Problem requirements:
Each line in the records below, from the one that contains "let mut controller = ListController::with_filter(tags.clone());" to the one that contains "pub fn submit_edit(&mut", should be reproduced exactly, the first and last included.
━━━━━━━━━━━━━━━━━━━━
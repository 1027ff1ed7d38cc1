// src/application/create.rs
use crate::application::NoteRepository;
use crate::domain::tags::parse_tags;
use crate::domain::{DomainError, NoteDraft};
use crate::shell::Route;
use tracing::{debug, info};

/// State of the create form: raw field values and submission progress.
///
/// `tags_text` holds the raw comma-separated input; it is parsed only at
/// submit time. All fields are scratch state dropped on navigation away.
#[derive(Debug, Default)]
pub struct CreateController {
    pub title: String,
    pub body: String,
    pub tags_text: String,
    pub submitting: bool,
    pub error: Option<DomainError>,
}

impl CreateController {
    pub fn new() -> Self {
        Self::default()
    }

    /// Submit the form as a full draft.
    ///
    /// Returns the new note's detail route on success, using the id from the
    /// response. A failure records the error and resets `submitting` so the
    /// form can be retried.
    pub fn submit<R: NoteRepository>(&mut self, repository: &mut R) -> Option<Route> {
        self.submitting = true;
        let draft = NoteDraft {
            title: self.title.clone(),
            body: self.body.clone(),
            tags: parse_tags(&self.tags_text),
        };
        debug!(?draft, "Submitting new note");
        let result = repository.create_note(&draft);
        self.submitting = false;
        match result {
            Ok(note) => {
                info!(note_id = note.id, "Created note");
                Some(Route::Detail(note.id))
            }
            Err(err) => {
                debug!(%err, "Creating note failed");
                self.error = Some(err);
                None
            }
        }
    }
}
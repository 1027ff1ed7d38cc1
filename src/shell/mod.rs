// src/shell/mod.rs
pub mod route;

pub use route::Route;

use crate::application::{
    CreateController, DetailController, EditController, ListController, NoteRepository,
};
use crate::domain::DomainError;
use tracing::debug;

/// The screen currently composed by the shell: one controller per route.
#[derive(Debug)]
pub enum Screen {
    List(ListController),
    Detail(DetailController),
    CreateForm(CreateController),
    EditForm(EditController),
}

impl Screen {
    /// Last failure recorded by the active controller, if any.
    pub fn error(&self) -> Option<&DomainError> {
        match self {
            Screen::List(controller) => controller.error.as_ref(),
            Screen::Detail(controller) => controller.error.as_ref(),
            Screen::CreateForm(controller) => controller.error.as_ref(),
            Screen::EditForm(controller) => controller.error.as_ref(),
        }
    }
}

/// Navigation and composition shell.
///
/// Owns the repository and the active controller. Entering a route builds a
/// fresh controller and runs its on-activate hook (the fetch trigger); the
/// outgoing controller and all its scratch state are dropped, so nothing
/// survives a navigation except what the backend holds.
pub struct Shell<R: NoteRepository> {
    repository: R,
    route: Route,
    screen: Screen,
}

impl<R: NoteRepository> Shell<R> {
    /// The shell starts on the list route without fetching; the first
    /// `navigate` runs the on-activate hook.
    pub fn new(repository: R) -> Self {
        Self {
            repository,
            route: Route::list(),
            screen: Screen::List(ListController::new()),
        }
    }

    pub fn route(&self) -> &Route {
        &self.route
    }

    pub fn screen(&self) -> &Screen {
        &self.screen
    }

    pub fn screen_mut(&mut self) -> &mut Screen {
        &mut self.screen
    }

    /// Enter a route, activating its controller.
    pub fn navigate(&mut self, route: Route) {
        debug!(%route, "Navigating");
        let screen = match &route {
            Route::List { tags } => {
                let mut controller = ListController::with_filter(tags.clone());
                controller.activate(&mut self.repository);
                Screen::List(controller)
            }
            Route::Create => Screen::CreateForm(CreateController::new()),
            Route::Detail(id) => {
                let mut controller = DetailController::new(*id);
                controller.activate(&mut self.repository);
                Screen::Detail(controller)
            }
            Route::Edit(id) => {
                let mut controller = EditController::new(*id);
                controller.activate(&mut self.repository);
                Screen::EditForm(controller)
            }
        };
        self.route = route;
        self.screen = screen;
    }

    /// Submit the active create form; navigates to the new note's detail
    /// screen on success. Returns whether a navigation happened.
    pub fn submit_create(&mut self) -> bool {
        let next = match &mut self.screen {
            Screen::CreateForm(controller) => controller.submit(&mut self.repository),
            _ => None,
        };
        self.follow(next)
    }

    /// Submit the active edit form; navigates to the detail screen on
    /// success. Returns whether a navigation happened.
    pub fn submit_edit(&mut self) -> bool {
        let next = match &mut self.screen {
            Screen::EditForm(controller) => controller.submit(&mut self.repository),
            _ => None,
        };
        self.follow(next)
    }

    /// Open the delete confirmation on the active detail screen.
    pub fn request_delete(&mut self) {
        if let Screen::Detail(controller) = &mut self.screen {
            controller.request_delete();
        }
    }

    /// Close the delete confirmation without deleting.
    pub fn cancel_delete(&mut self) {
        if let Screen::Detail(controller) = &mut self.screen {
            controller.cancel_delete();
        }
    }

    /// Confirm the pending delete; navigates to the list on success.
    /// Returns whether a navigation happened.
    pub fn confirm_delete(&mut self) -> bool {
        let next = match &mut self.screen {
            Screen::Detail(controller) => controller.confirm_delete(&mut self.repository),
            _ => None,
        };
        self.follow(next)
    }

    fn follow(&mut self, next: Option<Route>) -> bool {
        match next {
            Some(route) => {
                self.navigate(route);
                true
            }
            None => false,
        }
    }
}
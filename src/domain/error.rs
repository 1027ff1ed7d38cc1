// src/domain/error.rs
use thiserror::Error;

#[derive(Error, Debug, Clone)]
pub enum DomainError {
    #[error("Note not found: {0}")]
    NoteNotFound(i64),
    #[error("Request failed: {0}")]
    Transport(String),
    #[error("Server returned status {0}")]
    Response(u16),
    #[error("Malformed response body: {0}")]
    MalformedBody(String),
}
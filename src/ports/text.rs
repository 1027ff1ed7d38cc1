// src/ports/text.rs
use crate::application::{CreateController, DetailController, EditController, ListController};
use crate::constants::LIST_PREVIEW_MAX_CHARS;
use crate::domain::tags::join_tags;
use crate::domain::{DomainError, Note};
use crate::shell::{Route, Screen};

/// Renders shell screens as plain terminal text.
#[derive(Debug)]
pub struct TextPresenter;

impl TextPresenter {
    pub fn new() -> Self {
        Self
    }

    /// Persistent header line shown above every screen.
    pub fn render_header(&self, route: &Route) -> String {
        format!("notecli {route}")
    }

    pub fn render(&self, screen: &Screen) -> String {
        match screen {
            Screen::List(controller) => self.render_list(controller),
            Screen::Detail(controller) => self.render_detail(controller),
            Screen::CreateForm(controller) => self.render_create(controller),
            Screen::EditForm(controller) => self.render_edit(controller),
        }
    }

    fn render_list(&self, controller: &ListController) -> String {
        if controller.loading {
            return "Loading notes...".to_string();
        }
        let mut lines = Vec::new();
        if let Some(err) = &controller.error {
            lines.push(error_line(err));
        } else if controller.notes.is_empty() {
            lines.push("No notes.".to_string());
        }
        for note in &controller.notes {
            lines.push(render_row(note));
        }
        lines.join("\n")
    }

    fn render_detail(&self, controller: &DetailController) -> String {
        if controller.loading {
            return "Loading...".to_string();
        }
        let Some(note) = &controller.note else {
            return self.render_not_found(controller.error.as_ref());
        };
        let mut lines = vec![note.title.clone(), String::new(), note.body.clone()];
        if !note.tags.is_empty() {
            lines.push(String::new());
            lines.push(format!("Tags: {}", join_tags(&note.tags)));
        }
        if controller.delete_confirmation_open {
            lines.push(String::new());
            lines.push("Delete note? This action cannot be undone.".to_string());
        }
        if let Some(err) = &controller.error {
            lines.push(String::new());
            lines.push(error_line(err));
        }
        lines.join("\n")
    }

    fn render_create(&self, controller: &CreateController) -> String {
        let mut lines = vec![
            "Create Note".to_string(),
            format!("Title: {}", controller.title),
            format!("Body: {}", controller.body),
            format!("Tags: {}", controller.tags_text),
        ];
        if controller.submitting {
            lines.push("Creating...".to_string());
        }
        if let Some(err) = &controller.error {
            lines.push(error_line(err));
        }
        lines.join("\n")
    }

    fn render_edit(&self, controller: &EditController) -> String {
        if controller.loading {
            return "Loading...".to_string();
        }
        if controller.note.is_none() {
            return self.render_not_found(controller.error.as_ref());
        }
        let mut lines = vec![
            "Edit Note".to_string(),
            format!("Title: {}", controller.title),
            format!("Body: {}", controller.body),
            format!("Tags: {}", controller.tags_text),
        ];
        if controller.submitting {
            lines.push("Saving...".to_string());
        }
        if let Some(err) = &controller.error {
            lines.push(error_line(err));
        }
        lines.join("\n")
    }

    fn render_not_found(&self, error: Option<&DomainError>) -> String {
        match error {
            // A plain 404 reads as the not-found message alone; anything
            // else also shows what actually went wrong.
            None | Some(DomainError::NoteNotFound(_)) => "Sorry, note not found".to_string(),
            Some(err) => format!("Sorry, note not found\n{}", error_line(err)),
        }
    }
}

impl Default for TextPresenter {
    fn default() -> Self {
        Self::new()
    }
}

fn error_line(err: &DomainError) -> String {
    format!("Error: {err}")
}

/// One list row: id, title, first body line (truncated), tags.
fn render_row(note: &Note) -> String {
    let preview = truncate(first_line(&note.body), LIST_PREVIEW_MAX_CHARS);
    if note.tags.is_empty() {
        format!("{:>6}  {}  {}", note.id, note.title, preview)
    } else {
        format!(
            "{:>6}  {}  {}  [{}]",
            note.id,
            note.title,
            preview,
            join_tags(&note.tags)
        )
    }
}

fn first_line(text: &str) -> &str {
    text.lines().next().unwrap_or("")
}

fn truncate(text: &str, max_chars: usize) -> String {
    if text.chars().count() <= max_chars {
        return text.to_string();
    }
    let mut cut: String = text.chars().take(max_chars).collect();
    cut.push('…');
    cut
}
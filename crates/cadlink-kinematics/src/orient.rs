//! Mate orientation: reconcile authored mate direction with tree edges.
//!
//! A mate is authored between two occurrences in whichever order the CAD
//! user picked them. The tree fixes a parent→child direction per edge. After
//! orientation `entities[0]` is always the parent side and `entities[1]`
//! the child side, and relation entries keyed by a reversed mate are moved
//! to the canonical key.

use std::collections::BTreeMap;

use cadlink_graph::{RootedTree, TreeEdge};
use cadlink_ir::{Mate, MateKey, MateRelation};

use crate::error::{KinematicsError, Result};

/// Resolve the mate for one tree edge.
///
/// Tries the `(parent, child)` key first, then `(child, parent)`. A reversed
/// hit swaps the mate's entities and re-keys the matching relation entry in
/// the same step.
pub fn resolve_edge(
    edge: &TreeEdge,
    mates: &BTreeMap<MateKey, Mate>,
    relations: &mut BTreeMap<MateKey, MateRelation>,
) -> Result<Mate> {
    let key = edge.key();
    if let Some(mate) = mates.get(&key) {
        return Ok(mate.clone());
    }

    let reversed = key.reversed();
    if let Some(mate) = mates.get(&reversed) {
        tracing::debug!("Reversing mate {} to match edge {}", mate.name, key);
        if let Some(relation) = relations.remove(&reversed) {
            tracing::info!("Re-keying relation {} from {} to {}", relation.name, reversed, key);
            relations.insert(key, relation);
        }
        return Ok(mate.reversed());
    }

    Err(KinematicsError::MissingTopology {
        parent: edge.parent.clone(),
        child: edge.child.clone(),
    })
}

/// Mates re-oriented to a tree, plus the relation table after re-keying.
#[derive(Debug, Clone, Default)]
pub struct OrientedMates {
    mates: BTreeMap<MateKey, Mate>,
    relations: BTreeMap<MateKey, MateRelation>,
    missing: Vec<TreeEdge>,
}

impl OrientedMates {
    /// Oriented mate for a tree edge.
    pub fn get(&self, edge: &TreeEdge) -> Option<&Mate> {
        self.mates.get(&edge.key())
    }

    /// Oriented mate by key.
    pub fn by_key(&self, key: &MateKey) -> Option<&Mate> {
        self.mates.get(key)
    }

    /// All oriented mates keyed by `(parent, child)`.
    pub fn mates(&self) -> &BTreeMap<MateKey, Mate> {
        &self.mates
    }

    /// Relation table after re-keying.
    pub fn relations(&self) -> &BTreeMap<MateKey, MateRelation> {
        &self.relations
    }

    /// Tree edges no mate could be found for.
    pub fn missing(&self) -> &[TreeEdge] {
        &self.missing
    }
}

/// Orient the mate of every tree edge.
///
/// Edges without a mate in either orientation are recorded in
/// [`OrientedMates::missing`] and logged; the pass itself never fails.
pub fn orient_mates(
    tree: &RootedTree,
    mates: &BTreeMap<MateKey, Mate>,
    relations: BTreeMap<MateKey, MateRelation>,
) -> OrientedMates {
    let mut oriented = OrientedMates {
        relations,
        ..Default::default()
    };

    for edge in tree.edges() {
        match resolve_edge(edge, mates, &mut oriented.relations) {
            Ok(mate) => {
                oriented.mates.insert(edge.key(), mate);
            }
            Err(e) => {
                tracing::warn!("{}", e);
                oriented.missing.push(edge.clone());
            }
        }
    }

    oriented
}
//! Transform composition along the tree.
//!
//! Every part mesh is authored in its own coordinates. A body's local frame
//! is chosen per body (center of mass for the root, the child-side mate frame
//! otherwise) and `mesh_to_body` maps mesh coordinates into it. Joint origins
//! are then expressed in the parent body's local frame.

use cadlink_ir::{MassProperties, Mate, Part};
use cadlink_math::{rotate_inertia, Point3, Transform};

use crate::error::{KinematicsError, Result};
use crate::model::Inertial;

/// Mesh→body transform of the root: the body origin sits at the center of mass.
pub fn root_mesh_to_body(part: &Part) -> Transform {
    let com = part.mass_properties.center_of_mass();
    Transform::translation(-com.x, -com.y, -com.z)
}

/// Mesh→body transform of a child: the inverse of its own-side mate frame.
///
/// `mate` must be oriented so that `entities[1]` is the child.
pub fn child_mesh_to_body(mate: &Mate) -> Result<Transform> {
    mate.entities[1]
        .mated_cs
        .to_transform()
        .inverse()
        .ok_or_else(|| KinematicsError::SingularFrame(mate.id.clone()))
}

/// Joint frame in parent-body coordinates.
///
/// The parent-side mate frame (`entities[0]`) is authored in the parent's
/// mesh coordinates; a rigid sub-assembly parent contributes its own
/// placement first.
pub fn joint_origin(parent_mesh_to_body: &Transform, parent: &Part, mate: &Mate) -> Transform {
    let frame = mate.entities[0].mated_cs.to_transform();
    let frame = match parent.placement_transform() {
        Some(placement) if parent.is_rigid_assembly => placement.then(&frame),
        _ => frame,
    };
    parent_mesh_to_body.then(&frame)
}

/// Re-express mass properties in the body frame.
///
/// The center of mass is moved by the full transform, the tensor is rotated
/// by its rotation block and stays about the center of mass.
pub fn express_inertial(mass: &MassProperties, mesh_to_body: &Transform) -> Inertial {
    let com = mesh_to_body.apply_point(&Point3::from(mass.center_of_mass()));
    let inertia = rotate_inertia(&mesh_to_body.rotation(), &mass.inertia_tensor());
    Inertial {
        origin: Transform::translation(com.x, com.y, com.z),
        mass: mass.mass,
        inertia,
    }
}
━━━━━━━━━━━━━━━━━━━━
Written solution:
                let mut controller = ListController::with_filter(tags.clone());
                controller.activate(&mut self.repository);
                Screen::List(controller)
            }
            Route::Create => Screen::CreateForm(CreateController::new()),
            Route::Detail(id) => {
                let mut controller = DetailController::new(*id);
                controller.activate(&mut self.repository);
                Screen::Detail(controller)
            }
            Route::Edit(id) => {
                let mut controller = EditController::new(*id);
                controller.activate(&mut self.repository);
                Screen::EditForm(controller)
            }
        };
        self.route = route;
        self.screen = screen;
    }

    /// Submit the active create form; navigates to the new note's detail
    /// screen on success. Returns whether a navigation happened.
    pub fn submit_create(&mut self) -> bool {
        let next = match &mut self.screen {
            Screen::CreateForm(controller) => controller.submit(&mut self.repository),
            _ => None,
        };
        self.follow(next)
    }

    /// Submit the active edit form; navigates to the detail screen on
    /// success. Returns whether a navigation happened.
    pub fn submit_edit(&mut self) -> bool {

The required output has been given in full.